## [ACTIVITY]
Which of the lines below holds the string "ArrivalMode"? Copy every line that does.
── STORED DATA
use anyhow::{anyhow, Result};
use serde::Deserialize;
use std::path::{Path, PathBuf};
use std::time::Duration;

use crate::dedup::{DedupSettings, DEFAULT_COOLDOWN_SECS, DEFAULT_DEDUP_CONFIDENCE};
use crate::detect::ObjectClass;
use crate::pipeline::{ArrivalMode, PipelineSettings, DEFAULT_FRAME_INTERVAL_MS};
use crate::tracker::{TrackerSettings, DEFAULT_STALE_SECS, DEFAULT_TRACK_CONFIDENCE};

const DEFAULT_DB_PATH: &str = "arrivals.db";
const DEFAULT_CAPTURE_DIR: &str = "bus_captures";
const DEFAULT_RECOMPUTE_SECS: u64 = 300;
/// Upper bound for every configured duration (one year).
const MAX_CONFIGURED_SPAN: Duration = Duration::from_secs(365 * 24 * 60 * 60);

#[derive(Debug, Deserialize, Default)]
struct ArrivaldConfigFile {
    db_path: Option<String>,
    capture_dir: Option<PathBuf>,
    target_class: Option<String>,
    mode: Option<String>,
    frame_interval_ms: Option<u64>,
    recompute_secs: Option<u64>,
    tracker: Option<TrackerConfigFile>,
    dedup: Option<DedupConfigFile>,
}

#[derive(Debug, Deserialize, Default)]
struct TrackerConfigFile {
    line_x: Option<f32>,
    min_confidence: Option<f32>,
    stale_secs: Option<u64>,
}

#[derive(Debug, Deserialize, Default)]
struct DedupConfigFile {
    min_confidence: Option<f32>,
    cooldown_secs: Option<u64>,
}

#[derive(Debug, Clone)]
pub struct ArrivaldConfig {
    pub db_path: String,
    pub capture_dir: Option<PathBuf>,
    pub target_class: ObjectClass,
    pub mode: ArrivalMode,
    pub tracker: TrackerSettings,
    pub dedup: DedupSettings,
    pub frame_interval: Duration,
    pub recompute_interval: Duration,
}

impl ArrivaldConfig {
    pub fn load() -> Result<Self> {
        let config_path = std::env::var("ARRIVAL_CONFIG").ok();
        let file_cfg = match config_path.as_deref() {
            Some(path) => Some(read_config_file(Path::new(path))?),
            None => None,
        };
        let mut cfg = Self::from_file(file_cfg.unwrap_or_default())?;
        cfg.apply_env()?;
        cfg.validate()?;
        Ok(cfg)
    }

    fn from_file(file: ArrivaldConfigFile) -> Result<Self> {
        let db_path = file.db_path.unwrap_or_else(|| DEFAULT_DB_PATH.to_string());
        let capture_dir = match file.capture_dir {
            // empty disables snapshots, same as ARRIVAL_CAPTURE_DIR=""
            Some(dir) if dir.to_string_lossy().trim().is_empty() => None,
            Some(dir) => Some(dir),
            None => Some(PathBuf::from(DEFAULT_CAPTURE_DIR)),
        };
        let target_class = file
            .target_class
            .as_deref()
            .map(ObjectClass::from_label)
            .unwrap_or(ObjectClass::Bus);
        let mode = match file.mode.as_deref() {
            Some(raw) => raw.parse::<ArrivalMode>().map_err(|e| anyhow!(e))?,
            None => ArrivalMode::default(),
        };
        let tracker = TrackerSettings {
            target_class,
            line_x: file.tracker.as_ref().and_then(|t| t.line_x),
            min_confidence: file
                .tracker
                .as_ref()
                .and_then(|t| t.min_confidence)
                .unwrap_or(DEFAULT_TRACK_CONFIDENCE),
            stale_after: Duration::from_secs(
                file.tracker
                    .as_ref()
                    .and_then(|t| t.stale_secs)
                    .unwrap_or(DEFAULT_STALE_SECS),
            ),
        };
        let dedup = DedupSettings {
            target_class,
            min_confidence: file
                .dedup
                .as_ref()
                .and_then(|d| d.min_confidence)
                .unwrap_or(DEFAULT_DEDUP_CONFIDENCE),
            cooldown: Duration::from_secs(
                file.dedup
                    .and_then(|d| d.cooldown_secs)
                    .unwrap_or(DEFAULT_COOLDOWN_SECS),
            ),
        };
        Ok(Self {
            db_path,
            capture_dir,
            target_class,
            mode,
            tracker,
            dedup,
            frame_interval: Duration::from_millis(
                file.frame_interval_ms.unwrap_or(DEFAULT_FRAME_INTERVAL_MS),
            ),
            recompute_interval: Duration::from_secs(
                file.recompute_secs.unwrap_or(DEFAULT_RECOMPUTE_SECS),
            ),
        })
    }

    fn apply_env(&mut self) -> Result<()> {
        if let Ok(path) = std::env::var("ARRIVAL_DB_PATH") {
            if !path.trim().is_empty() {
                self.db_path = path;
            }
        }
        if let Ok(dir) = std::env::var("ARRIVAL_CAPTURE_DIR") {
            // empty disables snapshots
            self.capture_dir = if dir.trim().is_empty() {
                None
            } else {
                Some(PathBuf::from(dir))
            };
        }
        if let Ok(label) = std::env::var("ARRIVAL_TARGET_CLASS") {
            if !label.trim().is_empty() {
                self.target_class = ObjectClass::from_label(&label);
                self.tracker.target_class = self.target_class;
                self.dedup.target_class = self.target_class;
            }
        }
        if let Ok(mode) = std::env::var("ARRIVAL_MODE") {
            if !mode.trim().is_empty() {
                self.mode = mode.parse::<ArrivalMode>().map_err(|e| anyhow!(e))?;
            }
        }
        if let Ok(line_x) = std::env::var("ARRIVAL_LINE_X") {
            let x: f32 = line_x
                .trim()
                .parse()
                .map_err(|_| anyhow!("ARRIVAL_LINE_X must be a pixel position"))?;
            self.tracker.line_x = Some(x);
        }
        if let Ok(cooldown) = std::env::var("ARRIVAL_COOLDOWN_SECS") {
            self.dedup.cooldown = Duration::from_secs(parse_secs("ARRIVAL_COOLDOWN_SECS", &cooldown)?);
        }
        if let Ok(stale) = std::env::var("ARRIVAL_STALE_SECS") {
            self.tracker.stale_after = Duration::from_secs(parse_secs("ARRIVAL_STALE_SECS", &stale)?);
        }
        if let Ok(recompute) = std::env::var("ARRIVAL_RECOMPUTE_SECS") {
            self.recompute_interval =
                Duration::from_secs(parse_secs("ARRIVAL_RECOMPUTE_SECS", &recompute)?);
        }
        Ok(())
    }

    fn validate(&mut self) -> Result<()> {
        if self.target_class == ObjectClass::Unknown {
            return Err(anyhow!("target class is not a known detector label"));
        }
        for (name, value) in [
            ("tracker.min_confidence", self.tracker.min_confidence),
            ("dedup.min_confidence", self.dedup.min_confidence),
        ] {
            if !(0.0..=1.0).contains(&value) {
                return Err(anyhow!("{} must be within [0, 1], got {}", name, value));
            }
        }
        if let Some(x) = self.tracker.line_x {
            if !x.is_finite() || x < 0.0 {
                return Err(anyhow!("line_x must be a non-negative pixel position"));
            }
        }
        for (name, value) in [
            ("tracker.stale_secs", self.tracker.stale_after),
            ("dedup.cooldown_secs", self.dedup.cooldown),
            ("frame_interval_ms", self.frame_interval),
            ("recompute_secs", self.recompute_interval),
        ] {
            if value > MAX_CONFIGURED_SPAN {
                return Err(anyhow!(
                    "{} must be at most {} seconds",
                    name,
                    MAX_CONFIGURED_SPAN.as_secs()
                ));
            }
        }
        if self.tracker.stale_after.is_zero() {
            return Err(anyhow!("stale threshold must be greater than zero"));
        }
        if self.recompute_interval.is_zero() {
            return Err(anyhow!("recompute interval must be greater than zero"));
        }
        Ok(())
    }

    pub fn pipeline_settings(&self) -> PipelineSettings {
        PipelineSettings {
            mode: self.mode,
            tracker: self.tracker.clone(),
            dedup: self.dedup.clone(),
            min_frame_interval: self.frame_interval,
        }
    }
}

fn read_config_file(path: &Path) -> Result<ArrivaldConfigFile> {
    let raw = std::fs::read_to_string(path)
        .map_err(|e| anyhow!("failed to read config file {}: {}", path.display(), e))?;
    let is_toml = path
        .extension()
        .map(|ext| ext.eq_ignore_ascii_case("toml"))
        .unwrap_or(false);
    let cfg = if is_toml {
        toml::from_str(&raw).map_err(|e| anyhow!("invalid config file {}: {}", path.display(), e))?
    } else {
        serde_json::from_str(&raw)
            .map_err(|e| anyhow!("invalid config file {}: {}", path.display(), e))?
    };
    Ok(cfg)
}

fn parse_secs(var: &str, value: &str) -> Result<u64> {
    value
        .trim()
        .parse()
        .map_err(|_| anyhow!("{} must be an integer number of seconds", var))
}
────
## [COMPLETED EXERCISE]
use crate::pipeline::{ArrivalMode, PipelineSettings, DEFAULT_FRAME_INTERVAL_MS};
    pub mode: ArrivalMode,
            Some(raw) => raw.parse::<ArrivalMode>().map_err(|e| anyhow!(e))?,
            None => ArrivalMode::default(),
                self.mode = mode.parse::<ArrivalMode>().map_err(|e| anyhow!(e))?;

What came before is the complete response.